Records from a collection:
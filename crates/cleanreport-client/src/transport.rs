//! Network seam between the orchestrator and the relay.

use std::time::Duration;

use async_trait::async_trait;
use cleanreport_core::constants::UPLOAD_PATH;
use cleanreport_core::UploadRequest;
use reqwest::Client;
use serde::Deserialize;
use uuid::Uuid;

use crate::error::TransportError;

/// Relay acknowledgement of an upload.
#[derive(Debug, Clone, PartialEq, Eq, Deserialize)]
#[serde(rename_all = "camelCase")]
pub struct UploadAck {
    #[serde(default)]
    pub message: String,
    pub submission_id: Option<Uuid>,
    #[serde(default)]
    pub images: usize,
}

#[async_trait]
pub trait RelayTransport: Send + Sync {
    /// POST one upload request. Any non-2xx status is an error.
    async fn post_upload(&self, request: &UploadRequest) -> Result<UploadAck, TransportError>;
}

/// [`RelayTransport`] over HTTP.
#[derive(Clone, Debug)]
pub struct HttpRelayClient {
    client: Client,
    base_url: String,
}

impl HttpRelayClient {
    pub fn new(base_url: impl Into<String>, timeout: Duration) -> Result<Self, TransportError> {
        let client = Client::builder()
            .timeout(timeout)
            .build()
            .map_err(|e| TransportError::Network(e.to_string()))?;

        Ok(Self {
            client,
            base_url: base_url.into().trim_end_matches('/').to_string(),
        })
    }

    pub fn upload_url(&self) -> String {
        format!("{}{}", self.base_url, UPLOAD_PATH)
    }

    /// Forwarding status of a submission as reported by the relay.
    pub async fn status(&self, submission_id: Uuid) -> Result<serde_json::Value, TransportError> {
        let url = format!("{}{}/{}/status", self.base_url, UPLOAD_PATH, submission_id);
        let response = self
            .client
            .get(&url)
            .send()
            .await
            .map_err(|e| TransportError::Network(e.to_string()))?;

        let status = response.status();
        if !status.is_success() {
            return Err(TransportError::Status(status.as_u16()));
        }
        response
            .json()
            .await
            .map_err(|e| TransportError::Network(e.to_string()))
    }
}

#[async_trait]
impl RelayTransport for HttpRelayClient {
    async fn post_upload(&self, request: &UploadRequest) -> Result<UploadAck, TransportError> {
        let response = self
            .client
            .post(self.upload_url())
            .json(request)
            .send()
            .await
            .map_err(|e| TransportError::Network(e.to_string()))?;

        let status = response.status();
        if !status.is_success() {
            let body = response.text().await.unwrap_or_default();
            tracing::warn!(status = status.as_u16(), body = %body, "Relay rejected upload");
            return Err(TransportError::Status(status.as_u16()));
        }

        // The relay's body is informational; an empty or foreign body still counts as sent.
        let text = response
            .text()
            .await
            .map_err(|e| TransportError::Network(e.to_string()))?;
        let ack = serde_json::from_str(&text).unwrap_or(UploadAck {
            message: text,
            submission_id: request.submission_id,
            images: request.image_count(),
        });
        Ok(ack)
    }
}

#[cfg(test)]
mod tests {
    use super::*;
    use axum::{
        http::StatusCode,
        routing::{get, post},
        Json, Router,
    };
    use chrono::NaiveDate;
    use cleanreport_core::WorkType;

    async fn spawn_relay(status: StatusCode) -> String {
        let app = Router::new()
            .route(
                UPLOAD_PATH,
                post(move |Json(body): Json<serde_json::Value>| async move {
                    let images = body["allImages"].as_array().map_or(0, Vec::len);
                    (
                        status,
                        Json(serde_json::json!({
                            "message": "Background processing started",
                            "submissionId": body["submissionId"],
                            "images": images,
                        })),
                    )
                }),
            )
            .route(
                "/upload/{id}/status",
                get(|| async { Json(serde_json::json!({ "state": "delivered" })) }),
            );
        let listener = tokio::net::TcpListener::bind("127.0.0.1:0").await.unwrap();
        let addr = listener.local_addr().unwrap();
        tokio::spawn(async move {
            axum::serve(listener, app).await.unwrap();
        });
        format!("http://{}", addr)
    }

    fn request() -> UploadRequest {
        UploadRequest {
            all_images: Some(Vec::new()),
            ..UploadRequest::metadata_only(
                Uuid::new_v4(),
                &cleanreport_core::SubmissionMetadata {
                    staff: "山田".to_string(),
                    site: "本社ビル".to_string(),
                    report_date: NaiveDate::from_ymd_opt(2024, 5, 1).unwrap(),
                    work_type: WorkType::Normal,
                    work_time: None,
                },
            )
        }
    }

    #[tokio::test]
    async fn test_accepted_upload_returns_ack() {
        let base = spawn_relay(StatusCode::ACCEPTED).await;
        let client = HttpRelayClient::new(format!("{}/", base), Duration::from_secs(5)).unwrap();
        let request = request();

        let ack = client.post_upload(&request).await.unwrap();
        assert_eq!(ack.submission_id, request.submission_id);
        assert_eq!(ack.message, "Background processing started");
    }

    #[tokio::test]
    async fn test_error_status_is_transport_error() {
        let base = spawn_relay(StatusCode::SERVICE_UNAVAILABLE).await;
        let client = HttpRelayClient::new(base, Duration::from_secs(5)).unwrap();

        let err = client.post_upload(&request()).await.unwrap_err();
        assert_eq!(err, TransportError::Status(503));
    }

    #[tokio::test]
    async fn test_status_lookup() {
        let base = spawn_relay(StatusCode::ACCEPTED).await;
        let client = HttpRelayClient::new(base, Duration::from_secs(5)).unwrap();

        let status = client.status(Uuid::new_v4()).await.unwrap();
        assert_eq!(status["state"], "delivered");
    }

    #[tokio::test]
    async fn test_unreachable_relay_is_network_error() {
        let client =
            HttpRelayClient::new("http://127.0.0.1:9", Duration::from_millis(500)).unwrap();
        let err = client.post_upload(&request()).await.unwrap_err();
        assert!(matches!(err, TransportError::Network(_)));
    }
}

# [TASK STATEMENT]
Reproduce the records above exactly. Leave nothing out.

# [OUTPUT FOR THIS TASK]
filename crates/cleanreport-client/src/transport.rs
//! Network seam between the orchestrator and the relay.

use std::time::Duration;

use async_trait::async_trait;
use cleanreport_core::constants::UPLOAD_PATH;
use cleanreport_core::UploadRequest;
use reqwest::Client;
use serde::Deserialize;
use uuid::Uuid;

use crate::error::TransportError;

/// Relay acknowledgement of an upload.
#[derive(Debug, Clone, PartialEq, Eq, Deserialize)]
#[serde(rename_all = "camelCase")]
pub struct UploadAck {
    #[serde(default)]
    pub message: String,
    pub submission_id: Option<Uuid>,
    #[serde(default)]
    pub images: usize,
}

#[async_trait]
pub trait RelayTransport: Send + Sync {
    /// POST one upload request. Any non-2xx status is an error.
    async fn post_upload(&self, request: &UploadRequest) -> Result<UploadAck, TransportError>;
}

/// [`RelayTransport`] over HTTP.
#[derive(Clone, Debug)]
pub struct HttpRelayClient {
    client: Client,
    base_url: String,
}

impl HttpRelayClient {
    pub fn new(base_url: impl Into<String>, timeout: Duration) -> Result<Self, TransportError> {
        let client = Client::builder()
            .timeout(timeout)
            .build()
            .map_err(|e| TransportError::Network(e.to_string()))?;

        Ok(Self {
            client,
            base_url: base_url.into().trim_end_matches('/').to_string(),
        })
    }

    pub fn upload_url(&self) -> String {
        format!("{}{}", self.base_url, UPLOAD_PATH)
    }

    /// Forwarding status of a submission as reported by the relay.
    pub async fn status(&self, submission_id: Uuid) -> Result<serde_json::Value, TransportError> {
        let url = format!("{}{}/{}/status", self.base_url, UPLOAD_PATH, submission_id);
        let response = self
            .client
            .get(&url)
            .send()
            .await
            .map_err(|e| TransportError::Network(e.to_string()))?;

        let status = response.status();
        if !status.is_success() {
            return Err(TransportError::Status(status.as_u16()));
        }
        response
            .json()
            .await
            .map_err(|e| TransportError::Network(e.to_string()))
    }
}

#[async_trait]
impl RelayTransport for HttpRelayClient {
    async fn post_upload(&self, request: &UploadRequest) -> Result<UploadAck, TransportError> {
        let response = self
            .client
            .post(self.upload_url())
            .json(request)
            .send()
            .await
            .map_err(|e| TransportError::Network(e.to_string()))?;

        let status = response.status();
        if !status.is_success() {
            let body = response.text().await.unwrap_or_default();
            tracing::warn!(status = status.as_u16(), body = %body, "Relay rejected upload");
            return Err(TransportError::Status(status.as_u16()));
        }

        // The relay's body is informational; an empty or foreign body still counts as sent.
        let text = response
            .text()
            .await
            .map_err(|e| TransportError::Network(e.to_string()))?;
        let ack = serde_json::from_str(&text).unwrap_or(UploadAck {
            message: text,
            submission_id: request.submission_id,
            images: request.image_count(),
        });
        Ok(ack)
    }
}

#[cfg(test)]
mod tests {
    use super::*;
    use axum::{
        http::StatusCode,
        routing::{get, post},
        Json, Router,
    };
    use chrono::NaiveDate;
    use cleanreport_core::WorkType;

    async fn spawn_relay(status: StatusCode) -> String {
        let app = Router::new()
            .route(
                UPLOAD_PATH,
                post(move |Json(body): Json<serde_json::Value>| async move {
                    let images = body["allImages"].as_array().map_or(0, Vec::len);
                    (
                        status,
                        Json(serde_json::json!({
                            "message": "Background processing started",
                            "submissionId": body["submissionId"],
                            "images": images,
                        })),
                    )
                }),
            )
            .route(
                "/upload/{id}/status",
                get(|| async { Json(serde_json::json!({ "state": "delivered" })) }),
            );
        let listener = tokio::net::TcpListener::bind("127.0.0.1:0").await.unwrap();
        let addr = listener.local_addr().unwrap();
        tokio::spawn(async move {
            axum::serve(listener, app).await.unwrap();
        });
        format!("http://{}", addr)
    }

    fn request() -> UploadRequest {
        UploadRequest {
            all_images: Some(Vec::new()),
            ..UploadRequest::metadata_only(
                Uuid::new_v4(),
                &cleanreport_core::SubmissionMetadata {
                    staff: "山田".to_string(),
                    site: "本社ビル".to_string(),
                    report_date: NaiveDate::from_ymd_opt(2024, 5, 1).unwrap(),
                    work_type: WorkType::Normal,
                    work_time: None,
                },
            )
        }
    }

    #[tokio::test]
    async fn test_accepted_upload_returns_ack() {
        let base = spawn_relay(StatusCode::ACCEPTED).await;
        let client = HttpRelayClient::new(format!("{}/", base), Duration::from_secs(5)).unwrap();
        let request = request();

        let ack = client.post_upload(&request).await.unwrap();
        assert_eq!(ack.submission_id, request.submission_id);
        assert_eq!(ack.message, "Background processing started");
    }

    #[tokio::test]
    async fn test_error_status_is_transport_error() {
        let base = spawn_relay(StatusCode::SERVICE_UNAVAILABLE).await;
        let client = HttpRelayClient::new(base, Duration::from_secs(5)).unwrap();

        let err = client.post_upload(&request()).await.unwrap_err();
        assert_eq!(err, TransportError::Status(503));
    }

    #[tokio::test]
    async fn test_status_lookup() {
        let base = spawn_relay(StatusCode::ACCEPTED).await;
        let client = HttpRelayClient::new(base, Duration::from_secs(5)).unwrap();

        let status = client.status(Uuid::new_v4()).await.unwrap();
        assert_eq!(status["state"], "delivered");
    }

    #[tokio::test]
    async fn test_unreachable_relay_is_network_error() {
        let client =
            HttpRelayClient::new("http://127.0.0.1:9", Duration::from_millis(500)).unwrap();
        let err = client.post_upload(&request()).await.unwrap_err();
        assert!(matches!(err, TransportError::Network(_)));
    }
}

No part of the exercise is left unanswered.